Donde se ponga una buena corrida que se quita el fútbol, ¡Y los toros!
Saliste a la arena del night club
y yo te recibí con mi quite mejor
Estabas sudadita
pues era una noche que hacía calor
Te invité a una copita
y tú me endosaste el primer revolcón.
Tenías querencia a la barra
y tuve que tomar tres puyazos de ron
para sacarte a los medios
con el beneplácito de la afición
que con olés me animaba
mientras me arrimaba a tan brava mujer.
Y yo bolinga, bolinga, bolinga
haciendo frente a la situación
con torería y valor.
Y allí en la arena del night club
citando sin ventaja y contento de ron
Te ceñí la cintura
palpando tu faja con garbo y valor
entre olés, ovaciones
y aclamaciones de satisfacción.
La culpa fue del Cha-cha-chá
que tú me invitaste a bailar
Embistiendo a mi capote
yo me asomaba al balcón de tu escote.
La culpa fue del Cha-cha-chá
sí fue del Cha-cha-chá
que me volvió un caradura
por la más pura casualidad.
Salimos por la puerta del night club
cogidos de la mano para celebrar
el triunfo verdadero
del arte torero y del cha-cha-chá
que nos unió para siempre
sentimentalmente por casualidad.
Por eso la culpa fue del Cha-cha-chá
yo sé que la culpa fue del cha-cha-chá
por eso la culpa fue del cha-cha-chá.
Referencias:
-
Bergamín, José, La música callada del toreo, Madrid, Turner, 1994.
-
Cossío, José María de, Los Toros, 2 vol., Madrid, Espasa-Calpe, 1995.
-
Delgado Ruiz, Manuel, De la muerte de un dios.

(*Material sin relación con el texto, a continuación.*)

//! # dyngraph-kernel
//!
//! Interval-indexed dynamic graphs with planned compound slicing.
//!
//! Edges exist during half-open time intervals `[begin, end)`. The kernel
//! answers one question:
//!
//! > Which edges touch these nodes during this window?
//!
//! ## Core Contract
//!
//! 1. Store undirected edges tagged with intervals, unique per `(pair, interval)`
//! 2. Answer node, interval and compound slices in canonical `(pair, begin, end)` order
//! 3. For compound slices, pick node-first or interval-first filtering,
//!    optionally guided by a trained selector
//!
//! ## Architecture
//!
//! ```text
//! EdgeQuery → SlicePlanner ──(compound?)──▶ StrategySelector
//!                  │                              │
//!                  ▼                              ▼
//!          InMemoryEdgeStore        NodeFirst | IntervalFirst
//!                  │
//!          IntervalIndex (global AVL tree + per-pair buckets)
//! ```
//!
//! ## Determinism Guarantees
//!
//! - Same graph state + same query → identical result vector
//! - Both compound orderings return the same edges in the same order
//! - Same graph state → identical fingerprint, whatever the insertion order

#![warn(missing_docs)]
#![warn(clippy::all)]

pub mod types;
pub mod index;
pub mod store;
pub mod policy;
pub mod planner;
pub mod selector;
pub mod graph;
pub mod shared;
pub mod canonical;

// Re-exports
pub use types::{
    Attributes, Edge, EdgeQuery, FloatTime, Interval, IntervalError, NodeConstraint, NodeId,
    NodePair, QueryError, QueryShape, SliceOrder, TimeBounds, TimePoint,
};
pub use index::{IntervalIndex, IntervalTree, DEFAULT_BUCKET_SCAN_LIMIT};
pub use store::{EdgeSource, GraphError, InMemoryEdgeStore};
pub use policy::{PlannerConfig, SelectorConfig};
pub use planner::{execute_ordered, DecisionSource, SlicePlan, SlicePlanner};
pub use selector::{
    collect_samples, share, FallbackReason, LinearCostSelector, Prediction, SelectorError,
    SharedSelector, SliceFeatures, StrategySelector, TrainingReport, TrainingSample,
};
pub use graph::{DynamicGraph, GraphFingerprint};
pub use shared::SharedGraph;
pub use canonical::{to_canonical_bytes, canonical_hash, canonical_hash_hex};

/// Result type for graph operations.
pub type Result<T> = std::result::Result<T, GraphError>;

/// Schema version for fingerprinted graph snapshots.
/// Increment on breaking changes to any hashed type.
pub const KERNEL_SCHEMA_VERSION: &str = "1.0.0";

/// Default planner policy version identifier.
pub const DEFAULT_PLANNER_VERSION: &str = "slice_planner_v1";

La fiesta de los toros en el universo simbólico de la cultura popular, Barcelona, Ediciones Península, 1986.
-
Moral, Antonio del, José, Cómo ver una corrida de toros, Madrid, Alianza Editorial, 1994.
-
El planeta de los toros, Ricardo fernández Romero.
Cros, tu mejor post, en mi opinión, desde que te leo. Me ha gustado mucho, tocas todos los aspectos que puedan estar relacionados y todos los ámbitos del complicado mundo del toro. Por no mencionar la letra con la que cierras que me encanta y es un punto y final perfecto.

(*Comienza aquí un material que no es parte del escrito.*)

//! Synthetic training-sample collection.
//!
//! Each sample draws a random node subset and a random window inside the
//! graph span, then times both compound orderings on the resulting query.

use std::hint::black_box;
use std::time::Instant;

use chrono::{DateTime, Utc};
use rand::seq::SliceRandom;
use rand::{Rng, SeedableRng};
use rand_chacha::ChaCha8Rng;
use serde::{Deserialize, Serialize};

use crate::planner::execute_ordered;
use crate::policy::SelectorConfig;
use crate::store::EdgeSource;
use crate::types::{EdgeQuery, NodeId, SliceOrder, TimePoint};

use super::{SelectorError, SliceFeatures, TrainingSample};

/// Draws attempted per requested sample before giving up.
const ATTEMPTS_PER_SAMPLE: usize = 4;
const MIN_FRACTION: f64 = 0.01;

/// Summary of one training run.
#[derive(Debug, Clone, PartialEq, Serialize, Deserialize)]
pub struct TrainingReport {
    /// Samples requested.
    pub requested: usize,
    /// Samples collected and fitted.
    pub samples: usize,
    /// Samples where node-first was faster or tied.
    pub node_first_wins: usize,
    /// Mean node-first cost.
    pub mean_node_first_nanos: f64,
    /// Mean interval-first cost.
    pub mean_interval_first_nanos: f64,
    /// When the selector finished training.
    pub trained_at: DateTime<Utc>,
}

impl TrainingReport {
    /// Summarize `samples`.
    pub fn summarize(requested: usize, samples: &[TrainingSample]) -> Self {
        let n = samples.len().max(1) as f64;
        Self {
            requested,
            samples: samples.len(),
            node_first_wins: samples
                .iter()
                .filter(|s| s.winner() == SliceOrder::NodeFirst)
                .count(),
            mean_node_first_nanos: samples.iter().map(|s| s.node_first_nanos as f64).sum::<f64>() / n,
            mean_interval_first_nanos: samples.iter().map(|s| s.interval_first_nanos as f64).sum::<f64>() / n,
            trained_at: Utc::now(),
        }
    }
}

/// Time both orderings on `sample_count` synthetic compound queries.
///
/// Reads `source` only. Deterministic in the queries it issues for a given
/// `config.seed`; the measured costs are wall-clock and vary between runs.
pub fn collect_samples<N, T, S>(
    source: &S,
    config: &SelectorConfig,
    sample_count: usize,
) -> Result<Vec<TrainingSample>, SelectorError>
where
    N: NodeId,
    T: TimePoint,
    S: EdgeSource<N, T> + ?Sized,
{
    let index = source.interval_index();
    let Some((first, last)) = index.span() else {
        return Err(SelectorError::EmptyGraph);
    };
    let (lo, hi) = (first.as_f64(), last.as_f64());
    let width = hi - lo;
    if !(width.is_finite() && width > 0.0) {
        return Err(SelectorError::DegenerateSpan(format!("[{first:?}, {last:?})")));
    }

    let nodes = source.node_ids();
    let mut rng = ChaCha8Rng::seed_from_u64(config.seed);
    let mut samples = Vec::with_capacity(sample_count);
    let mut skipped = 0usize;

    for attempt in 0..sample_count.saturating_mul(ATTEMPTS_PER_SAMPLE) {
        if samples.len() == sample_count {
            break;
        }

        let node_share = rng.gen_range(MIN_FRACTION..=config.max_node_fraction.max(MIN_FRACTION));
        let picks = ((node_share * nodes.len() as f64).round() as usize).clamp(1, nodes.len());
        let picked: Vec<N> = nodes.choose_multiple(&mut rng, picks).cloned().collect();

        let window_share = rng.gen_range(MIN_FRACTION..=config.max_interval_fraction.max(MIN_FRACTION));
        let window = window_share * width;
        let start = rng.gen_range(lo..=(hi - window).max(lo));
        let (begin, end) = (T::from_f64(start), T::from_f64(start + window));
        if begin >= end {
            skipped += 1;
            continue;
        }

        let query = EdgeQuery::all().incident_to(picked).during(begin, end);
        let features = SliceFeatures::observe(source, &query);

        // Alternate which ordering runs first so neither always sees warm caches.
        let (node_first_nanos, interval_first_nanos) = if attempt % 2 == 0 {
            let n = time_order(source, &query, SliceOrder::NodeFirst);
            let i = time_order(source, &query, SliceOrder::IntervalFirst);
            (n, i)
        } else {
            let i = time_order(source, &query, SliceOrder::IntervalFirst);
            let n = time_order(source, &query, SliceOrder::NodeFirst);
            (n, i)
        };
        debug_assert_eq!(
            execute_ordered(source, &query, SliceOrder::NodeFirst),
            execute_ordered(source, &query, SliceOrder::IntervalFirst),
        );

        samples.push(TrainingSample {
            features,
            node_first_nanos,
            interval_first_nanos,
        });
    }

    if samples.len() < sample_count {
        tracing::warn!(
            requested = sample_count,
            collected = samples.len(),
            skipped,
            "Selector training collected fewer samples than requested"
        );
    }
    if samples.is_empty() {
        return Err(SelectorError::NoSamples);
    }
    Ok(samples)
}

fn time_order<N, T, S>(source: &S, query: &EdgeQuery<N, T>, order: SliceOrder) -> u64
where
    N: NodeId,
    T: TimePoint,
    S: EdgeSource<N, T> + ?Sized,
{
    let started = Instant::now();
    black_box(execute_ordered(source, black_box(query), order));
    started.elapsed().as_nanos().min(u128::from(u64::MAX)) as u64
}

Claro, que todo esto lo digo porque a mí el toreo, me parece un bello arte. Entiendo perfectamente todas y cada una de las opiniones en contra del mismo. Todas son verdaderas, irrebatibles y racionales.
Quizás por eso me embriague la primera vez que estuve en una plaza de toros, todo era irracionalmente hermoso. El ambiente casi mágico, el público con señorío, la música envolvente, los bellos toreros, y la raza de ese animal. Los pases artísticos, el movimiento similar a la danza y ese momento en que cae la luz y ese traje empieza encenderse me hicieron soñar y confrontar mi razón y mi corazón como casi siempre me pasa.
No debería gustarme, soy una mujer sensata, inteligente y a favor de la vida. Pero no puedo más que compartir la frase de mi admirado Sabina, que creo que define muy bien, estos sentimientos contrapuestos.
«No me gustan los toros, ´porque no soy una vaca. Me gusta el arte del toreo.»